* **WHAT YOU WILL DO**
When the line containing "pub fn stop_and_join(self)" appears in the entries below, begin printing there and stop after the line containing "filename tests/pushcamd_config.rs"; print each of those lines exactly and no other line.

* **RECORD EXCERPTS**
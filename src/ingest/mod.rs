//! Frame sources.
//!
//! This module provides the sources that deliver frames to an `ImageSink`:
//! - Push stream (the camera's UDP push-video protocol)
//! - Mock source (fixed synthetic frames, for UI work without a camera)
//!
//! Sources are a closed set selected by configuration. Each one spawns onto a
//! dedicated worker thread and hands back a `StreamWorker` handle for
//! cooperative stop and join; raw thread interruption is never used.

pub mod mock;
pub mod push;

pub use mock::{MockConfig, MockSource};
pub use push::{PushConfig, PushStreamSource, MAX_DATAGRAM_BYTES};

use std::sync::atomic::{AtomicBool, Ordering};
use std::sync::Arc;
use std::thread::JoinHandle;

use crate::config::{SourceKind, StreamConfig};
use crate::error::Result;
use crate::sink::ImageSink;
use crate::stats::{StatsSnapshot, StreamStats};

/// The configured frame source, ready to spawn.
pub enum FrameSource {
    Push(PushStreamSource),
    Mock(MockSource),
}

impl FrameSource {
    /// Construct the source selected by `config`. For the push stream this
    /// resolves the local interface and binds the socket, so an unreachable
    /// camera subnet or a taken port fails here, not at spawn time.
    pub fn from_config(config: &StreamConfig, sink: Arc<dyn ImageSink>) -> Result<Self> {
        match config.source {
            SourceKind::Push => Ok(Self::Push(PushStreamSource::bind(
                &config.push_config(),
                sink,
            )?)),
            SourceKind::Mock => Ok(Self::Mock(MockSource::new(config.mock.clone(), sink))),
        }
    }

    /// Move the source onto its worker thread.
    pub fn spawn(self) -> StreamWorker {
        match self {
            Self::Push(source) => source.spawn(),
            Self::Mock(source) => source.spawn(),
        }
    }
}

/// Handle to a running frame-source worker.
///
/// `stop` is cooperative: the worker observes the flag at the top of its next
/// iteration and winds down. Dropping the handle signals stop but does not
/// block; use `join` (or `stop_and_join`) to wait for the thread to finish.
pub struct StreamWorker {
    running: Arc<AtomicBool>,
    stats: Arc<StreamStats>,
    handle: Option<JoinHandle<()>>,
}

impl StreamWorker {
    pub(crate) fn new(
        running: Arc<AtomicBool>,
        stats: Arc<StreamStats>,
        handle: JoinHandle<()>,
    ) -> Self {
        Self {
            running,
            stats,
            handle: Some(handle),
        }
    }

    /// Signal the worker to stop after its current iteration.
    pub fn stop(&self) {
        self.running.store(false, Ordering::Relaxed);
    }

    pub fn stats(&self) -> StatsSnapshot {
        self.stats.snapshot()
    }

    /// Wait for the worker thread to exit.
    pub fn join(mut self) {
        if let Some(handle) = self.handle.take() {
            if handle.join().is_err() {
                log::error!("stream worker thread panicked");
            }
        }
    }

    pub fn stop_and_join(self) {
        self.stop();
        self.join();
    }
}

impl Drop for StreamWorker {
    fn drop(&mut self) {
        self.running.store(false, Ordering::Relaxed);
    }
}
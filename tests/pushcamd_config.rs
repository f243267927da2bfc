use std::sync::Mutex;

use tempfile::NamedTempFile;

use pushcam::{SourceKind, StreamConfig};

static ENV_LOCK: Mutex<()> = Mutex::new(());

fn clear_env() {
    for key in [
        "PUSHCAM_CONFIG",
        "PUSHCAM_SOURCE",
        "PUSHCAM_CAMERA_IP",
        "PUSHCAM_PREFIX_LEN",
        "PUSHCAM_PORT",
        "PUSHCAM_DECODE_WORKERS",
    ] {
        std::env::remove_var(key);
    }
}

#[test]
fn loads_config_from_file_and_env_overrides() {
    let _guard = ENV_LOCK.lock().unwrap();
    clear_env();

    let mut file = NamedTempFile::new().expect("temp config");
    let toml = r#"
source = "push"

[camera]
ip = "10.0.7.9"
prefix_len = 16
port = 50000

[decode]
workers = 4
queue_capacity = 16

[mock]
width = 320
height = 240
target_fps = 15
"#;
    std::io::Write::write_all(&mut file, toml.as_bytes()).expect("write config");

    std::env::set_var("PUSHCAM_CONFIG", file.path());
    std::env::set_var("PUSHCAM_CAMERA_IP", "10.0.9.1");
    std::env::set_var("PUSHCAM_DECODE_WORKERS", "3");

    let cfg = StreamConfig::load().expect("load config");

    assert_eq!(cfg.source, SourceKind::Push);
    assert_eq!(cfg.camera.ip, "10.0.9.1".parse::<std::net::Ipv4Addr>().unwrap());
    assert_eq!(cfg.camera.prefix_len, 16);
    assert_eq!(cfg.camera.port, 50000);
    assert_eq!(cfg.decode.workers, 3);
    assert_eq!(cfg.decode.queue_capacity, 16);
    assert_eq!(cfg.mock.width, 320);
    assert_eq!(cfg.mock.height, 240);
    assert_eq!(cfg.mock.target_fps, 15);

    clear_env();
}

#[test]
fn defaults_apply_without_file_or_env() {
    let _guard = ENV_LOCK.lock().unwrap();
    clear_env();

    let cfg = StreamConfig::load().expect("load config");

    assert_eq!(cfg.source, SourceKind::Push);
    assert_eq!(
        cfg.camera.ip,
        "192.168.54.1".parse::<std::net::Ipv4Addr>().unwrap()
    );
    assert_eq!(cfg.camera.prefix_len, 24);
    assert_eq!(cfg.camera.port, 49199);
    assert_eq!(cfg.decode.workers, 2);
    assert_eq!(cfg.decode.queue_capacity, 8);

    clear_env();
}

#[test]
fn rejects_out_of_range_prefix_len() {
    let _guard = ENV_LOCK.lock().unwrap();
    clear_env();

    std::env::set_var("PUSHCAM_PREFIX_LEN", "40");
    let err = StreamConfig::load().unwrap_err();
    assert!(matches!(err, pushcam::StreamError::InvalidPrefixLen(40)));

    clear_env();
}

#[test]
fn rejects_unknown_source_kind() {
    let _guard = ENV_LOCK.lock().unwrap();
    clear_env();

    std::env::set_var("PUSHCAM_SOURCE", "webcam");
    assert!(StreamConfig::load().is_err());

    clear_env();
}
//! Error types for the ingestion kernel.

use std::net::{Ipv4Addr, SocketAddr};

use thiserror::Error;

/// Errors surfaced to the caller. All of these are construction-time: once a
/// stream worker is running, receive and decode failures are counted and
/// logged instead of propagated.
#[derive(Error, Debug)]
pub enum StreamError {
    #[error("no local interface address in subnet {camera_ip}/{prefix_len}")]
    NoMatchingInterface { camera_ip: Ipv4Addr, prefix_len: u8 },

    #[error("invalid subnet prefix length {0} (expected 0..=32)")]
    InvalidPrefixLen(u8),

    #[error("failed to bind UDP socket on {addr}: {source}")]
    Bind {
        addr: SocketAddr,
        source: std::io::Error,
    },

    #[error("failed to enumerate network interfaces: {0}")]
    InterfaceEnumeration(std::io::Error),

    #[error("configuration error: {0}")]
    Config(String),

    #[error("I/O error: {0}")]
    Io(#[from] std::io::Error),
}

pub type Result<T> = std::result::Result<T, StreamError>;
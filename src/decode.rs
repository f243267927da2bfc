//! Off-path frame decoding.
//!
//! The receive loop hands each datagram snapshot to a fixed pool of decode
//! workers over a bounded queue, so receive throughput is independent of
//! decode latency. The queue bound is what keeps a sustained datagram burst
//! from growing decode concurrency without limit; the drop policy when it
//! fills is explicit: the incoming snapshot is dropped and counted, and
//! already-queued frames are left alone (drop newest).
//!
//! Completion order across submissions is unspecified. A later, faster-to-
//! decode frame may reach the sink before an earlier one; acceptable for a
//! live preview.

use std::sync::Arc;
use std::thread;

use crossbeam_channel::{bounded, Receiver, Sender, TrySendError};

use crate::extract;
use crate::sink::{DecodedImage, ImageSink};
use crate::stats::StreamStats;

pub(crate) struct DecodeDispatcher {
    tx: Option<Sender<Vec<u8>>>,
    stats: Arc<StreamStats>,
}

impl DecodeDispatcher {
    /// Start `workers` decode threads pulling from a queue of `queue_capacity`
    /// datagram snapshots. Workers exit once the dispatcher shuts down and the
    /// queue drains.
    pub(crate) fn spawn(
        workers: usize,
        queue_capacity: usize,
        sink: Arc<dyn ImageSink>,
        stats: Arc<StreamStats>,
    ) -> Self {
        let (tx, rx) = bounded::<Vec<u8>>(queue_capacity.max(1));
        for _ in 0..workers.max(1) {
            let rx = rx.clone();
            let sink = Arc::clone(&sink);
            let stats = Arc::clone(&stats);
            thread::spawn(move || decode_worker(rx, sink, stats));
        }
        Self {
            tx: Some(tx),
            stats,
        }
    }

    /// Queue one datagram snapshot for decoding. Never blocks the caller.
    pub(crate) fn submit(&self, snapshot: Vec<u8>) {
        let Some(tx) = self.tx.as_ref() else {
            return;
        };
        match tx.try_send(snapshot) {
            Ok(()) => {}
            Err(TrySendError::Full(_)) => {
                self.stats.record_dropped();
                log::debug!("decode queue full, dropping incoming frame");
            }
            Err(TrySendError::Disconnected(_)) => {}
        }
    }

    /// Stop accepting new work. Does not wait for in-flight decodes; the
    /// bounded queue keeps the remaining work (and therefore quiescence)
    /// bounded.
    pub(crate) fn shutdown(&mut self) {
        self.tx = None;
    }
}

fn decode_worker(rx: Receiver<Vec<u8>>, sink: Arc<dyn ImageSink>, stats: Arc<StreamStats>) {
    while let Ok(datagram) = rx.recv() {
        let payload = extract::jpeg_payload(&datagram);
        match DecodedImage::from_jpeg(payload) {
            Ok(image) => {
                stats.record_decoded();
                sink.accept(image);
            }
            Err(e) => {
                stats.record_decode_failure();
                log::debug!(
                    "dropping frame that failed to decode ({} payload bytes): {}",
                    payload.len(),
                    e
                );
            }
        }
    }
}
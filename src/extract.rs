//! Locating the JPEG image inside a camera datagram.
//!
//! The camera prefixes every datagram with a variable-length vendor header.
//! The image data starts somewhere after the first 130 bytes, but at last in
//! 320 bytes, so the scan looks for the JPEG Start-Of-Image marker in that
//! window. When several marker-like byte pairs occur in the window, the last
//! one wins; the shipped camera firmware frames its packets such that this
//! scan lines up with the actual image start, so the tie-break must not be
//! changed without testing against real hardware.

/// JPEG Start-Of-Image marker, see
/// <https://en.wikipedia.org/wiki/JPEG_File_Interchange_Format>.
pub const JPEG_SOI: [u8; 2] = [0xFF, 0xD8];

/// First byte offset the vendor header can end at.
pub const HEADER_SCAN_START: usize = 130;

/// Scan ceiling; the header never extends past this offset.
pub const HEADER_SCAN_CEILING: usize = 320;

/// Offset of the embedded JPEG data in `datagram`.
///
/// Scans `[130, min(320, len - 1))` for the SOI marker, keeping the last
/// match; defaults to 130 when no marker is found. Never reads outside the
/// datagram.
pub fn jpeg_offset(datagram: &[u8]) -> usize {
    let mut offset = HEADER_SCAN_START;
    let end = HEADER_SCAN_CEILING.min(datagram.len().saturating_sub(1));
    for k in HEADER_SCAN_START..end {
        if datagram[k] == JPEG_SOI[0] && datagram[k + 1] == JPEG_SOI[1] {
            offset = k;
        }
    }
    offset
}

/// The `[offset, len)` byte range holding the JPEG image, empty when the
/// datagram is shorter than the default offset.
pub fn jpeg_payload(datagram: &[u8]) -> &[u8] {
    let offset = jpeg_offset(datagram);
    if offset >= datagram.len() {
        &[]
    } else {
        &datagram[offset..]
    }
}
//! Camera push-video ingestion kernel.
//!
//! This crate implements the video-stream pipeline behind a photobooth's live
//! preview: the camera pushes one JPEG frame per UDP datagram, wrapped in a
//! variable-length vendor header, and only delivers the stream to an address
//! on its own subnet.
//!
//! # Architecture
//!
//! - `netif`: subnet-aware selection of the local address to bind, done once
//!   at construction
//! - `extract`: locating the JPEG payload behind the vendor header
//! - `ingest`: frame sources (push stream, mock) and the cancellable worker
//!   handle they run on
//! - `decode`: bounded off-path decode pool feeding the sink
//! - `sink`: the `ImageSink` boundary the display side implements
//! - `config` / `stats` / `error`: layered configuration, shared counters,
//!   typed construction errors
//!
//! # Guarantees
//!
//! The receive loop never waits on a decode: each datagram is snapshotted and
//! queued, and the loop immediately blocks on the next receive. A malformed
//! frame is dropped without disturbing the stream. Frames may reach the sink
//! out of arrival order; the sink must tolerate concurrent delivery.

pub mod config;
mod decode;
pub mod error;
pub mod extract;
pub mod ingest;
pub mod netif;
pub mod sink;
pub mod stats;

pub use config::{CameraSettings, DecodeSettings, SourceKind, StreamConfig};
pub use error::{Result, StreamError};
pub use extract::{jpeg_offset, jpeg_payload};
pub use ingest::{
    FrameSource, MockConfig, MockSource, PushConfig, PushStreamSource, StreamWorker,
    MAX_DATAGRAM_BYTES,
};
pub use netif::{
    find_local_ip_in_subnet, select_in_subnet, subnet_mask, InterfaceBinding, DEFAULT_STREAM_PORT,
};
pub use sink::{DecodedImage, ImageSink};
pub use stats::StatsSnapshot;
use serde::Deserialize;
use std::net::Ipv4Addr;
use std::path::Path;
use std::str::FromStr;

use crate::error::{Result, StreamError};
use crate::ingest::{MockConfig, PushConfig};
use crate::netif::DEFAULT_STREAM_PORT;

const DEFAULT_CAMERA_IP: Ipv4Addr = Ipv4Addr::new(192, 168, 54, 1);
const DEFAULT_PREFIX_LEN: u8 = 24;
const DEFAULT_DECODE_WORKERS: usize = 2;
const DEFAULT_QUEUE_CAPACITY: usize = 8;

#[derive(Debug, Deserialize, Default)]
struct StreamConfigFile {
    source: Option<String>,
    camera: Option<CameraConfigFile>,
    decode: Option<DecodeConfigFile>,
    mock: Option<MockConfigFile>,
}

#[derive(Debug, Deserialize, Default)]
struct CameraConfigFile {
    ip: Option<Ipv4Addr>,
    prefix_len: Option<u8>,
    port: Option<u16>,
}

#[derive(Debug, Deserialize, Default)]
struct DecodeConfigFile {
    workers: Option<usize>,
    queue_capacity: Option<usize>,
}

#[derive(Debug, Deserialize, Default)]
struct MockConfigFile {
    width: Option<u32>,
    height: Option<u32>,
    target_fps: Option<u32>,
}

/// Which frame source to run.
#[derive(Clone, Copy, Debug, PartialEq, Eq)]
pub enum SourceKind {
    /// The camera's UDP push-video stream.
    Push,
    /// Fixed synthetic frames.
    Mock,
}

impl FromStr for SourceKind {
    type Err = StreamError;

    fn from_str(s: &str) -> Result<Self> {
        match s {
            "push" => Ok(Self::Push),
            "mock" => Ok(Self::Mock),
            other => Err(StreamError::Config(format!(
                "unknown source kind '{}'; expected 'push' or 'mock'",
                other
            ))),
        }
    }
}

#[derive(Clone, Debug)]
pub struct StreamConfig {
    pub source: SourceKind,
    pub camera: CameraSettings,
    pub decode: DecodeSettings,
    pub mock: MockConfig,
}

#[derive(Clone, Debug)]
pub struct CameraSettings {
    pub ip: Ipv4Addr,
    pub prefix_len: u8,
    pub port: u16,
}

#[derive(Clone, Debug)]
pub struct DecodeSettings {
    pub workers: usize,
    pub queue_capacity: usize,
}

impl StreamConfig {
    /// Load configuration: defaults, then the TOML file named by
    /// `PUSHCAM_CONFIG` (if set), then environment overrides.
    pub fn load() -> Result<Self> {
        let config_path = std::env::var("PUSHCAM_CONFIG").ok();
        let file_cfg = match config_path.as_deref() {
            Some(path) => Some(read_config_file(Path::new(path))?),
            None => None,
        };
        let mut cfg = Self::from_file(file_cfg.unwrap_or_default())?;
        cfg.apply_env()?;
        cfg.validate()?;
        Ok(cfg)
    }

    fn from_file(file: StreamConfigFile) -> Result<Self> {
        let source = match file.source.as_deref() {
            Some(raw) => raw.parse()?,
            None => SourceKind::Push,
        };
        let camera = CameraSettings {
            ip: file
                .camera
                .as_ref()
                .and_then(|camera| camera.ip)
                .unwrap_or(DEFAULT_CAMERA_IP),
            prefix_len: file
                .camera
                .as_ref()
                .and_then(|camera| camera.prefix_len)
                .unwrap_or(DEFAULT_PREFIX_LEN),
            port: file
                .camera
                .as_ref()
                .and_then(|camera| camera.port)
                .unwrap_or(DEFAULT_STREAM_PORT),
        };
        let decode = DecodeSettings {
            workers: file
                .decode
                .as_ref()
                .and_then(|decode| decode.workers)
                .unwrap_or(DEFAULT_DECODE_WORKERS),
            queue_capacity: file
                .decode
                .as_ref()
                .and_then(|decode| decode.queue_capacity)
                .unwrap_or(DEFAULT_QUEUE_CAPACITY),
        };
        let mock_defaults = MockConfig::default();
        let mock = MockConfig {
            width: file
                .mock
                .as_ref()
                .and_then(|mock| mock.width)
                .unwrap_or(mock_defaults.width),
            height: file
                .mock
                .as_ref()
                .and_then(|mock| mock.height)
                .unwrap_or(mock_defaults.height),
            target_fps: file
                .mock
                .and_then(|mock| mock.target_fps)
                .unwrap_or(mock_defaults.target_fps),
        };
        Ok(Self {
            source,
            camera,
            decode,
            mock,
        })
    }

    fn apply_env(&mut self) -> Result<()> {
        if let Ok(source) = std::env::var("PUSHCAM_SOURCE") {
            if !source.trim().is_empty() {
                self.source = source.parse()?;
            }
        }
        if let Ok(ip) = std::env::var("PUSHCAM_CAMERA_IP") {
            if !ip.trim().is_empty() {
                self.camera.ip = ip
                    .parse()
                    .map_err(|_| StreamError::Config(format!("invalid PUSHCAM_CAMERA_IP '{}'", ip)))?;
            }
        }
        if let Ok(prefix_len) = std::env::var("PUSHCAM_PREFIX_LEN") {
            self.camera.prefix_len = prefix_len.parse().map_err(|_| {
                StreamError::Config("PUSHCAM_PREFIX_LEN must be an integer 0..=32".to_string())
            })?;
        }
        if let Ok(port) = std::env::var("PUSHCAM_PORT") {
            self.camera.port = port.parse().map_err(|_| {
                StreamError::Config("PUSHCAM_PORT must be a UDP port number".to_string())
            })?;
        }
        if let Ok(workers) = std::env::var("PUSHCAM_DECODE_WORKERS") {
            self.decode.workers = workers.parse().map_err(|_| {
                StreamError::Config("PUSHCAM_DECODE_WORKERS must be a positive integer".to_string())
            })?;
        }
        Ok(())
    }

    pub fn validate(&self) -> Result<()> {
        if self.camera.prefix_len > 32 {
            return Err(StreamError::InvalidPrefixLen(self.camera.prefix_len));
        }
        if self.camera.port == 0 {
            return Err(StreamError::Config(
                "camera port must be nonzero".to_string(),
            ));
        }
        if self.decode.workers == 0 {
            return Err(StreamError::Config(
                "decode workers must be at least 1".to_string(),
            ));
        }
        if self.decode.queue_capacity == 0 {
            return Err(StreamError::Config(
                "decode queue capacity must be at least 1".to_string(),
            ));
        }
        Ok(())
    }

    pub fn push_config(&self) -> PushConfig {
        PushConfig {
            camera_ip: self.camera.ip,
            prefix_len: self.camera.prefix_len,
            port: self.camera.port,
            decode_workers: self.decode.workers,
            queue_capacity: self.decode.queue_capacity,
        }
    }
}

fn read_config_file(path: &Path) -> Result<StreamConfigFile> {
    let raw = std::fs::read_to_string(path).map_err(|e| {
        StreamError::Config(format!(
            "failed to read config file {}: {}",
            path.display(),
            e
        ))
    })?;
    let cfg = toml::from_str(&raw).map_err(|e| {
        StreamError::Config(format!("invalid config file {}: {}", path.display(), e))
    })?;
    Ok(cfg)
}
//! pushcamd - headless camera stream ingestion daemon
//!
//! Runs the configured frame source against a counting sink that stands in
//! for the display panel, logging stream health every few seconds. Useful for
//! validating camera connectivity and stream quality without the UI.

use anyhow::Result;
use clap::Parser;
use std::net::Ipv4Addr;
use std::sync::atomic::{AtomicBool, AtomicU64, Ordering};
use std::sync::Arc;
use std::time::{Duration, Instant};

use pushcam::{DecodedImage, FrameSource, ImageSink, StreamConfig};

#[derive(Debug, Parser)]
#[command(name = "pushcamd", about = "Camera push-video ingestion daemon")]
struct Args {
    /// Camera IPv4 address.
    #[arg(long)]
    camera_ip: Option<Ipv4Addr>,

    /// Subnet prefix length shared with the camera (CIDR, 0-32).
    #[arg(long)]
    prefix_len: Option<u8>,

    /// UDP port the camera streams to.
    #[arg(long)]
    port: Option<u16>,

    /// Frame source to run ("push" or "mock").
    #[arg(long)]
    source: Option<String>,
}

/// Stands in for the video panel: counts frames and logs the stream geometry
/// once. Delivery may come from any decode worker, hence the atomics.
#[derive(Default)]
struct DisplayStandin {
    frames: AtomicU64,
}

impl ImageSink for DisplayStandin {
    fn accept(&self, image: DecodedImage) {
        let n = self.frames.fetch_add(1, Ordering::Relaxed) + 1;
        if n == 1 {
            log::info!("first frame: {}x{}", image.width, image.height);
        }
        log::trace!("frame #{} ({}x{})", n, image.width, image.height);
    }
}

fn main() -> Result<()> {
    env_logger::Builder::from_env(env_logger::Env::default().default_filter_or("info")).init();

    let args = Args::parse();
    let mut cfg = StreamConfig::load()?;
    if let Some(ip) = args.camera_ip {
        cfg.camera.ip = ip;
    }
    if let Some(prefix_len) = args.prefix_len {
        cfg.camera.prefix_len = prefix_len;
    }
    if let Some(port) = args.port {
        cfg.camera.port = port;
    }
    if let Some(source) = args.source.as_deref() {
        cfg.source = source.parse()?;
    }
    cfg.validate()?;

    log::info!(
        "pushcamd starting (source={:?}, camera={}/{}, port={})",
        cfg.source,
        cfg.camera.ip,
        cfg.camera.prefix_len,
        cfg.camera.port
    );

    let sink: Arc<dyn ImageSink> = Arc::new(DisplayStandin::default());
    let worker = FrameSource::from_config(&cfg, sink)?.spawn();

    let shutdown = Arc::new(AtomicBool::new(false));
    let flag = Arc::clone(&shutdown);
    ctrlc::set_handler(move || flag.store(true, Ordering::SeqCst))?;

    let mut last_health_log = Instant::now();
    while !shutdown.load(Ordering::SeqCst) {
        std::thread::sleep(Duration::from_millis(200));
        if last_health_log.elapsed() >= Duration::from_secs(5) {
            let stats = worker.stats();
            log::info!(
                "stream: received={} decoded={} decode_failures={} dropped={} receive_errors={}",
                stats.datagrams_received,
                stats.frames_decoded,
                stats.decode_failures,
                stats.frames_dropped,
                stats.receive_errors
            );
            last_health_log = Instant::now();
        }
    }

    log::info!("shutting down");
    worker.stop_and_join();
    Ok(())
}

* **THE ANSWER**
    pub fn stop_and_join(self) {
        self.stop();
        self.join();
    }
}

impl Drop for StreamWorker {
    fn drop(&mut self) {
        self.running.store(false, Ordering::Relaxed);
    }
}
filename tests/pushcamd_config.rs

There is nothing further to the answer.